**Assignment**
Set down every record below exactly as written.

#####

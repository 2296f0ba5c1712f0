use chrono::{DateTime, Utc};
use serde::{Deserialize, Serialize};
use std::time::Duration;

use super::JobId;
use super::options::duration_ms;

/// Lifecycle notifications emitted by a queue
#[derive(Debug, Clone, PartialEq, Serialize, Deserialize)]
#[serde(tag = "event", rename_all = "lowercase")]
pub enum JobEvent {
    /// Job was enqueued
    Added {
        job_id: JobId,
        at: DateTime<Utc>,
    },

    /// Job was dispatched to the processor
    Active {
        job_id: JobId,
        attempt: u32,
        at: DateTime<Utc>,
    },

    /// Processor reported progress
    Progress {
        job_id: JobId,
        progress: u8,
        at: DateTime<Utc>,
    },

    /// Job completed successfully
    Completed {
        job_id: JobId,
        at: DateTime<Utc>,
    },

    /// An attempt failed.
    ///
    /// `terminal` is false when a retry has been scheduled after `retry_in`,
    /// true when the attempt budget is spent and the job is now failed.
    Failed {
        job_id: JobId,
        attempt: u32,
        error: String,
        terminal: bool,
        #[serde(default, with = "option_duration_ms")]
        retry_in: Option<Duration>,
        at: DateTime<Utc>,
    },
}

impl JobEvent {
    /// Get event name as string
    pub fn event_name(&self) -> &'static str {
        match self {
            Self::Added { .. } => "added",
            Self::Active { .. } => "active",
            Self::Progress { .. } => "progress",
            Self::Completed { .. } => "completed",
            Self::Failed { .. } => "failed",
        }
    }

    /// Get the job ID from any event
    pub fn job_id(&self) -> JobId {
        match self {
            Self::Added { job_id, .. }
            | Self::Active { job_id, .. }
            | Self::Progress { job_id, .. }
            | Self::Completed { job_id, .. }
            | Self::Failed { job_id, .. } => *job_id,
        }
    }

    /// Get the timestamp from any event
    pub fn timestamp(&self) -> &DateTime<Utc> {
        match self {
            Self::Added { at, .. }
            | Self::Active { at, .. }
            | Self::Progress { at, .. }
            | Self::Completed { at, .. }
            | Self::Failed { at, .. } => at,
        }
    }

    /// True for a failure that ends the job's lifecycle
    pub fn is_terminal_failure(&self) -> bool {
        matches!(self, Self::Failed { terminal: true, .. })
    }
}

mod option_duration_ms {
    use serde::{Deserialize, Deserializer, Serializer};
    use std::time::Duration;

    pub fn serialize<S: Serializer>(value: &Option<Duration>, serializer: S) -> Result<S::Ok, S::Error> {
        match value {
            Some(d) => super::duration_ms::serialize(d, serializer),
            None => serializer.serialize_none(),
        }
    }

    pub fn deserialize<'de, D: Deserializer<'de>>(deserializer: D) -> Result<Option<Duration>, D::Error> {
        Ok(Option::<u64>::deserialize(deserializer)?.map(Duration::from_millis))
    }
}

#####

**Response area**
repository 2296f0ba5c1712f0
use chrono::{DateTime, Utc};
use serde::{Deserialize, Serialize};
use std::time::Duration;

use super::JobId;
use super::options::duration_ms;

/// Lifecycle notifications emitted by a queue
#[derive(Debug, Clone, PartialEq, Serialize, Deserialize)]
#[serde(tag = "event", rename_all = "lowercase")]
pub enum JobEvent {
    /// Job was enqueued
    Added {
        job_id: JobId,
        at: DateTime<Utc>,
    },

    /// Job was dispatched to the processor
    Active {
        job_id: JobId,
        attempt: u32,
        at: DateTime<Utc>,
    },

    /// Processor reported progress
    Progress {
        job_id: JobId,
        progress: u8,
        at: DateTime<Utc>,
    },

    /// Job completed successfully
    Completed {
        job_id: JobId,
        at: DateTime<Utc>,
    },

    /// An attempt failed.
    ///
    /// `terminal` is false when a retry has been scheduled after `retry_in`,
    /// true when the attempt budget is spent and the job is now failed.
    Failed {
        job_id: JobId,
        attempt: u32,
        error: String,
        terminal: bool,
        #[serde(default, with = "option_duration_ms")]
        retry_in: Option<Duration>,
        at: DateTime<Utc>,
    },
}

impl JobEvent {
    /// Get event name as string
    pub fn event_name(&self) -> &'static str {
        match self {
            Self::Added { .. } => "added",
            Self::Active { .. } => "active",
            Self::Progress { .. } => "progress",
            Self::Completed { .. } => "completed",
            Self::Failed { .. } => "failed",
        }
    }

    /// Get the job ID from any event
    pub fn job_id(&self) -> JobId {
        match self {
            Self::Added { job_id, .. }
            | Self::Active { job_id, .. }
            | Self::Progress { job_id, .. }
            | Self::Completed { job_id, .. }
            | Self::Failed { job_id, .. } => *job_id,
        }
    }

    /// Get the timestamp from any event
    pub fn timestamp(&self) -> &DateTime<Utc> {
        match self {
            Self::Added { at, .. }
            | Self::Active { at, .. }
            | Self::Progress { at, .. }
            | Self::Completed { at, .. }
            | Self::Failed { at, .. } => at,
        }
    }

    /// True for a failure that ends the job's lifecycle
    pub fn is_terminal_failure(&self) -> bool {
        matches!(self, Self::Failed { terminal: true, .. })
    }
}

mod option_duration_ms {
    use serde::{Deserialize, Deserializer, Serializer};
    use std::time::Duration;

    pub fn serialize<S: Serializer>(value: &Option<Duration>, serializer: S) -> Result<S::Ok, S::Error> {
        match value {
            Some(d) => super::duration_ms::serialize(d, serializer),
            None => serializer.serialize_none(),
        }
    }

    pub fn deserialize<'de, D: Deserializer<'de>>(deserializer: D) -> Result<Option<Duration>, D::Error> {
        Ok(Option::<u64>::deserialize(deserializer)?.map(Duration::from_millis))
    }
}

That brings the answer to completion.